++++ Exercise inputs ++++

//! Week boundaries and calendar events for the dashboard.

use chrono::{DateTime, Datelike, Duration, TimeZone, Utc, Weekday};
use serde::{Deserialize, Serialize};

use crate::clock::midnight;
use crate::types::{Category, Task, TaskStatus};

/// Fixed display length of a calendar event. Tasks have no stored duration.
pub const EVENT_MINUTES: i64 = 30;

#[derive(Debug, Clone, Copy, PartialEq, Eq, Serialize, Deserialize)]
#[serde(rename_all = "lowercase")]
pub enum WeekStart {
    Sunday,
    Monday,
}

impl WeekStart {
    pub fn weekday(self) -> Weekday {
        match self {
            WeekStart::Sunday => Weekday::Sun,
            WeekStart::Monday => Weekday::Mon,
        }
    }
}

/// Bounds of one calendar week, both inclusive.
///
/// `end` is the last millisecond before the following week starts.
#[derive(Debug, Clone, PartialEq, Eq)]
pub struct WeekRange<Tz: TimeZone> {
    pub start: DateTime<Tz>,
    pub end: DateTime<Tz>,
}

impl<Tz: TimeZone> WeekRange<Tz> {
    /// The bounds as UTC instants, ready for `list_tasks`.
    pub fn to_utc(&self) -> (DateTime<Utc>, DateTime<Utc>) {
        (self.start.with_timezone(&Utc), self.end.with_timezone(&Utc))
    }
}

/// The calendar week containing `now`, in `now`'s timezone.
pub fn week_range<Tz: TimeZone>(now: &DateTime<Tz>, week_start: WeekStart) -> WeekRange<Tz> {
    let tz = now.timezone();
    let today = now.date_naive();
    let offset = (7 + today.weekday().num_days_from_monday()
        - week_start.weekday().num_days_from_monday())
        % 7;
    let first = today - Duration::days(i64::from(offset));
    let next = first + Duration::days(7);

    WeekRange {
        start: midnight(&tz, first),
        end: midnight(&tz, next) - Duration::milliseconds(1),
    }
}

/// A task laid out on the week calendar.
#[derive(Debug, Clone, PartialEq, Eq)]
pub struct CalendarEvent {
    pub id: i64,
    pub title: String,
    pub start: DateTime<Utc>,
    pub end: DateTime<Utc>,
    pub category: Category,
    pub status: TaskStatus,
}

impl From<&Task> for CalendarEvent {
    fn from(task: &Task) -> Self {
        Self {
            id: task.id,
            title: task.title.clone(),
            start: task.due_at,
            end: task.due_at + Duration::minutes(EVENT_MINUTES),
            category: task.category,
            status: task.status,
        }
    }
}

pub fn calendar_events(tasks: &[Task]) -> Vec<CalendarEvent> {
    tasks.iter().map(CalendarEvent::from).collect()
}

++++
++++ Exercise inputs ++++

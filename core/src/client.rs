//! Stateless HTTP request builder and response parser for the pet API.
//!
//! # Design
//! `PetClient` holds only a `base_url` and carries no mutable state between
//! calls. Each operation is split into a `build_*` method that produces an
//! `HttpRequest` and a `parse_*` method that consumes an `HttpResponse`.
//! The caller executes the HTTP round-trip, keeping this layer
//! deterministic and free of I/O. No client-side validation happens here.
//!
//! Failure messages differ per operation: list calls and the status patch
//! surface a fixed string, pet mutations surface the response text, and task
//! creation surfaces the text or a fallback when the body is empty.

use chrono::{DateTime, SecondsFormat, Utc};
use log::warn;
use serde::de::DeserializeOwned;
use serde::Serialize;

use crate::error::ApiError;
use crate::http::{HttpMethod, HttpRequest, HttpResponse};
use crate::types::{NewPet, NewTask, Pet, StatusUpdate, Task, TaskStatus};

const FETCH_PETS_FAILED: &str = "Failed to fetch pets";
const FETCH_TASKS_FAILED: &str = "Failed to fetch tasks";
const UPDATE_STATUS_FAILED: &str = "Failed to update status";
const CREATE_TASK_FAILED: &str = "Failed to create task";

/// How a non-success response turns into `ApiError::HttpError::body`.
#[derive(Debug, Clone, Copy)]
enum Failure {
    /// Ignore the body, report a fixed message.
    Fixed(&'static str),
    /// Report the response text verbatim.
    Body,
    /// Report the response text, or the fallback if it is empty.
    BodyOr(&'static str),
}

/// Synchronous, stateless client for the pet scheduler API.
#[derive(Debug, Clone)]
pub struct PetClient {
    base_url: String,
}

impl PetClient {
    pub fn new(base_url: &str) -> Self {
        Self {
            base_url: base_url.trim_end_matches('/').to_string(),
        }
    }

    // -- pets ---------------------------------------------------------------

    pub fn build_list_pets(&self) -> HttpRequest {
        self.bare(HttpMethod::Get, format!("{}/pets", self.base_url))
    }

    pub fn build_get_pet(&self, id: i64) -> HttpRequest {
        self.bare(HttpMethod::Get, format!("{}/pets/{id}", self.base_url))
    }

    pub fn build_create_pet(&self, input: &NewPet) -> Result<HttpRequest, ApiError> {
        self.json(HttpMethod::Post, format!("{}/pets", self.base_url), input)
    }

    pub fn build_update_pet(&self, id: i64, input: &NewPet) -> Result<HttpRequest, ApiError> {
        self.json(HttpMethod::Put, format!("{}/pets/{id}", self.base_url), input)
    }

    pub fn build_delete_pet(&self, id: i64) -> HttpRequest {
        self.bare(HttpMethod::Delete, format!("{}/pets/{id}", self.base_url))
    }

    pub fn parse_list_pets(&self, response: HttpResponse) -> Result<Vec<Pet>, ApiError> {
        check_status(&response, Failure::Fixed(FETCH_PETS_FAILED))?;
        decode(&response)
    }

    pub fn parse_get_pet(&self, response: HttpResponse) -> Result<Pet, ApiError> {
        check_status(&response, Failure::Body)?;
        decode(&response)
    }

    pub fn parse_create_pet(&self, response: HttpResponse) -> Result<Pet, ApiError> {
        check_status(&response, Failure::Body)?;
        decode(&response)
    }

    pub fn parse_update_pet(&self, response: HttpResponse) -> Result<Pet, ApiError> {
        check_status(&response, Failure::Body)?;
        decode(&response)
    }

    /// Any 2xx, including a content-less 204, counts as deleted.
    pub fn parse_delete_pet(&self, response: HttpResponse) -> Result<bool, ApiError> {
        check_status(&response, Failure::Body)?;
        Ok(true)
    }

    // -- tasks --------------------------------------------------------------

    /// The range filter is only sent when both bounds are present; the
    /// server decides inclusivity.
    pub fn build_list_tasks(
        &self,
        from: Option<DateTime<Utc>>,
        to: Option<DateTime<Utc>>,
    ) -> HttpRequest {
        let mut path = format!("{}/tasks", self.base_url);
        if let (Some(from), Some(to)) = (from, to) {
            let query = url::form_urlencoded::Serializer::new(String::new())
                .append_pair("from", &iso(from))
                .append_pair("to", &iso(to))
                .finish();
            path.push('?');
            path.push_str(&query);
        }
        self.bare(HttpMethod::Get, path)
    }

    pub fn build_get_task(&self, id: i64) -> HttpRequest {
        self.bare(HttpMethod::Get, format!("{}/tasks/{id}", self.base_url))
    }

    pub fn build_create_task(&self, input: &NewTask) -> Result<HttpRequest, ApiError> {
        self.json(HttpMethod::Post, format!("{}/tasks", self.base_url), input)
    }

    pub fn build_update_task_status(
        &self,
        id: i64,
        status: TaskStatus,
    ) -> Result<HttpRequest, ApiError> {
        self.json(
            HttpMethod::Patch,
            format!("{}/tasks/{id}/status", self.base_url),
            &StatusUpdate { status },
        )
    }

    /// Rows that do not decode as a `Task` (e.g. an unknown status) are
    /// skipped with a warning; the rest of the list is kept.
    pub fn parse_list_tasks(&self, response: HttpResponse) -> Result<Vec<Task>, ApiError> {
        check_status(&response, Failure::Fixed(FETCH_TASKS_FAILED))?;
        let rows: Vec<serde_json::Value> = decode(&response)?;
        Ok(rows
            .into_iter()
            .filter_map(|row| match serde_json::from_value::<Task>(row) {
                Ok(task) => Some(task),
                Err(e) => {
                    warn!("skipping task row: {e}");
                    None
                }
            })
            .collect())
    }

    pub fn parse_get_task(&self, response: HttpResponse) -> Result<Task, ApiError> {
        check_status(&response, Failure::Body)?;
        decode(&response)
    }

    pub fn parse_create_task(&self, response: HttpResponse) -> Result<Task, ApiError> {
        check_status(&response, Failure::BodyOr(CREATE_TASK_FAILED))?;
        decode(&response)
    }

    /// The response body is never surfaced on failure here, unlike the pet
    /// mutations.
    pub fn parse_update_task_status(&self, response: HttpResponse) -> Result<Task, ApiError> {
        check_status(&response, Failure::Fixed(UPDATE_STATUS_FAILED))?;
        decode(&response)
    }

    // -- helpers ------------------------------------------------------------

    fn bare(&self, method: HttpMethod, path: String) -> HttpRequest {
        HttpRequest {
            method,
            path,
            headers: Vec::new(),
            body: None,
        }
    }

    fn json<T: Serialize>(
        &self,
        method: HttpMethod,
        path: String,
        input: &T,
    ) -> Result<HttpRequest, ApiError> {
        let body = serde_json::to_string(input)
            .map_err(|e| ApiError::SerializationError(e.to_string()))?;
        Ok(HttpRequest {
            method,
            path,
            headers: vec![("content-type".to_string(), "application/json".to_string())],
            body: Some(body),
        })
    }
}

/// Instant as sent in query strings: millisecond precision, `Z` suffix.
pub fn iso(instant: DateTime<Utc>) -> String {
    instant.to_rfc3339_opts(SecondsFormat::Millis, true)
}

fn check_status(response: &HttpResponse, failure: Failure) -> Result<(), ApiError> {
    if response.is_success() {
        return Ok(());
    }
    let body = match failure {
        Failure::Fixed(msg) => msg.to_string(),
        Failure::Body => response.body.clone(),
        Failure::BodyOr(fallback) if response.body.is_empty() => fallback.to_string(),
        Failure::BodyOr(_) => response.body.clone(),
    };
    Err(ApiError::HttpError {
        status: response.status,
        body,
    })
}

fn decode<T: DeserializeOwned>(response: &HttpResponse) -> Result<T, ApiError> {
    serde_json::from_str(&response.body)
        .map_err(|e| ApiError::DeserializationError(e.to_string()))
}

++++
++++ Exercise inputs ++++

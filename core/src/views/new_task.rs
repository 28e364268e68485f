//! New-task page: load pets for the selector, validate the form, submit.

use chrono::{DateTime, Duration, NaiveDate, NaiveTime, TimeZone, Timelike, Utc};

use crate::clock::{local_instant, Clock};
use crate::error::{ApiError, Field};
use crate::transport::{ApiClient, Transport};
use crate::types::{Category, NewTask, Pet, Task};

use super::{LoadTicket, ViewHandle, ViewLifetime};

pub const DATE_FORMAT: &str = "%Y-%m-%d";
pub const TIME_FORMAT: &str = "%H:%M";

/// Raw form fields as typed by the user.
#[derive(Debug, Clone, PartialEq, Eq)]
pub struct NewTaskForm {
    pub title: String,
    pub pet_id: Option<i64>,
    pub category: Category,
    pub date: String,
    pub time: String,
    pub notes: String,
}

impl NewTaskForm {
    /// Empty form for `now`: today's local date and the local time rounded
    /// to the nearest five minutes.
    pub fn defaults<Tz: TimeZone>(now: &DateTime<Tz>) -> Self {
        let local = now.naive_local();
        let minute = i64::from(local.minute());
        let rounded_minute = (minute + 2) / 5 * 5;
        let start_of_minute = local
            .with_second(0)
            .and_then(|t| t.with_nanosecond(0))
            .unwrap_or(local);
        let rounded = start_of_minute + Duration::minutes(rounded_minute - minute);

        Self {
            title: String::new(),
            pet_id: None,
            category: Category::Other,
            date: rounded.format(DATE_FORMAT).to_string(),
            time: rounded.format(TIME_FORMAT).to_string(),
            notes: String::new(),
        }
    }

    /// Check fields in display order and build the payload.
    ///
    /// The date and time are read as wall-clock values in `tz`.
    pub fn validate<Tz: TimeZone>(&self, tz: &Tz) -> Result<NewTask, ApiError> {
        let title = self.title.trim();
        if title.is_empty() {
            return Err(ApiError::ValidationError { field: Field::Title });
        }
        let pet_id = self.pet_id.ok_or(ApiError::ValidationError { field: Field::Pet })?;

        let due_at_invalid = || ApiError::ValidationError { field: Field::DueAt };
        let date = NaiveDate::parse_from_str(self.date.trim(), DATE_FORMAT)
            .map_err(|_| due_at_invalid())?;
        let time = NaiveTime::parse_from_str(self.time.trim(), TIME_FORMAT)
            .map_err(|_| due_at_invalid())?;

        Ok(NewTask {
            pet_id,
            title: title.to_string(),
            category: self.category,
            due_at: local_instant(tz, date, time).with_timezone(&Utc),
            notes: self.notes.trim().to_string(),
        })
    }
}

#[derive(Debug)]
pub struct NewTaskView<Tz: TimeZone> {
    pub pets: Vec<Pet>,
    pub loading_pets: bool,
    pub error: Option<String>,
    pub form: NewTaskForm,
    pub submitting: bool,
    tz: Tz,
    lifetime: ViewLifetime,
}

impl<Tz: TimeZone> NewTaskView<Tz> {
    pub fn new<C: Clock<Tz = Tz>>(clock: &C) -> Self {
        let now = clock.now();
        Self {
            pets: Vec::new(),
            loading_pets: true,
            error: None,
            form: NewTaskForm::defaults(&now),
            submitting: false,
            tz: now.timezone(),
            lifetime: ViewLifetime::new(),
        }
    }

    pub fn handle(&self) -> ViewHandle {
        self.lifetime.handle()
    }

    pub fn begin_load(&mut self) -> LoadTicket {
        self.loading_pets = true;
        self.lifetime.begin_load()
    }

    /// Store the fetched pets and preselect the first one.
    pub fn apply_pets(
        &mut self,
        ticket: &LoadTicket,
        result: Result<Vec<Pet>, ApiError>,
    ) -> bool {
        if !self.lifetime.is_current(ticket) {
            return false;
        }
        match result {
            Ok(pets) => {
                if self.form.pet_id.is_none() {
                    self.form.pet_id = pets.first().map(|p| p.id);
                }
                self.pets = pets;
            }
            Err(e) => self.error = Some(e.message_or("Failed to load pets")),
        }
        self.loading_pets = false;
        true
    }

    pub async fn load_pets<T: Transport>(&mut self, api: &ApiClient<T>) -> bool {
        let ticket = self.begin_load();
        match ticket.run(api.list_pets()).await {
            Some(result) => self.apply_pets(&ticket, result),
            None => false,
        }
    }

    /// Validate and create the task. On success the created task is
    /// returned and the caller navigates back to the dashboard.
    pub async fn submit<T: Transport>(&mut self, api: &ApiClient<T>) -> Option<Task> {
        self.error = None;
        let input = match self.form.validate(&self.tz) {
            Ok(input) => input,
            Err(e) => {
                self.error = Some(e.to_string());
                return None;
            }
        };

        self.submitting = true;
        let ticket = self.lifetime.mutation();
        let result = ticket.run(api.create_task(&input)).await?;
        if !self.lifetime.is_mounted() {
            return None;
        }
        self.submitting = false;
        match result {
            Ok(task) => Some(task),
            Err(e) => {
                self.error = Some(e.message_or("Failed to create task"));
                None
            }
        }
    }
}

++++

* Problem requirements
Of the lines above, retype only those from the line containing "let body = serde_json::to_string(input)" through the line containing "pub fn iso(instant: DateTime<Utc>)", including both, exactly.

* Answer to the exercise
        let body = serde_json::to_string(input)
            .map_err(|e| ApiError::SerializationError(e.to_string()))?;
        Ok(HttpRequest {
            method,
            path,
            headers: vec![("content-type".to_string(), "application/json".to_string())],
            body: Some(body),
        })
    }
}

/// Instant as sent in query strings: millisecond precision, `Z` suffix.
pub fn iso(instant: DateTime<Utc>) -> String {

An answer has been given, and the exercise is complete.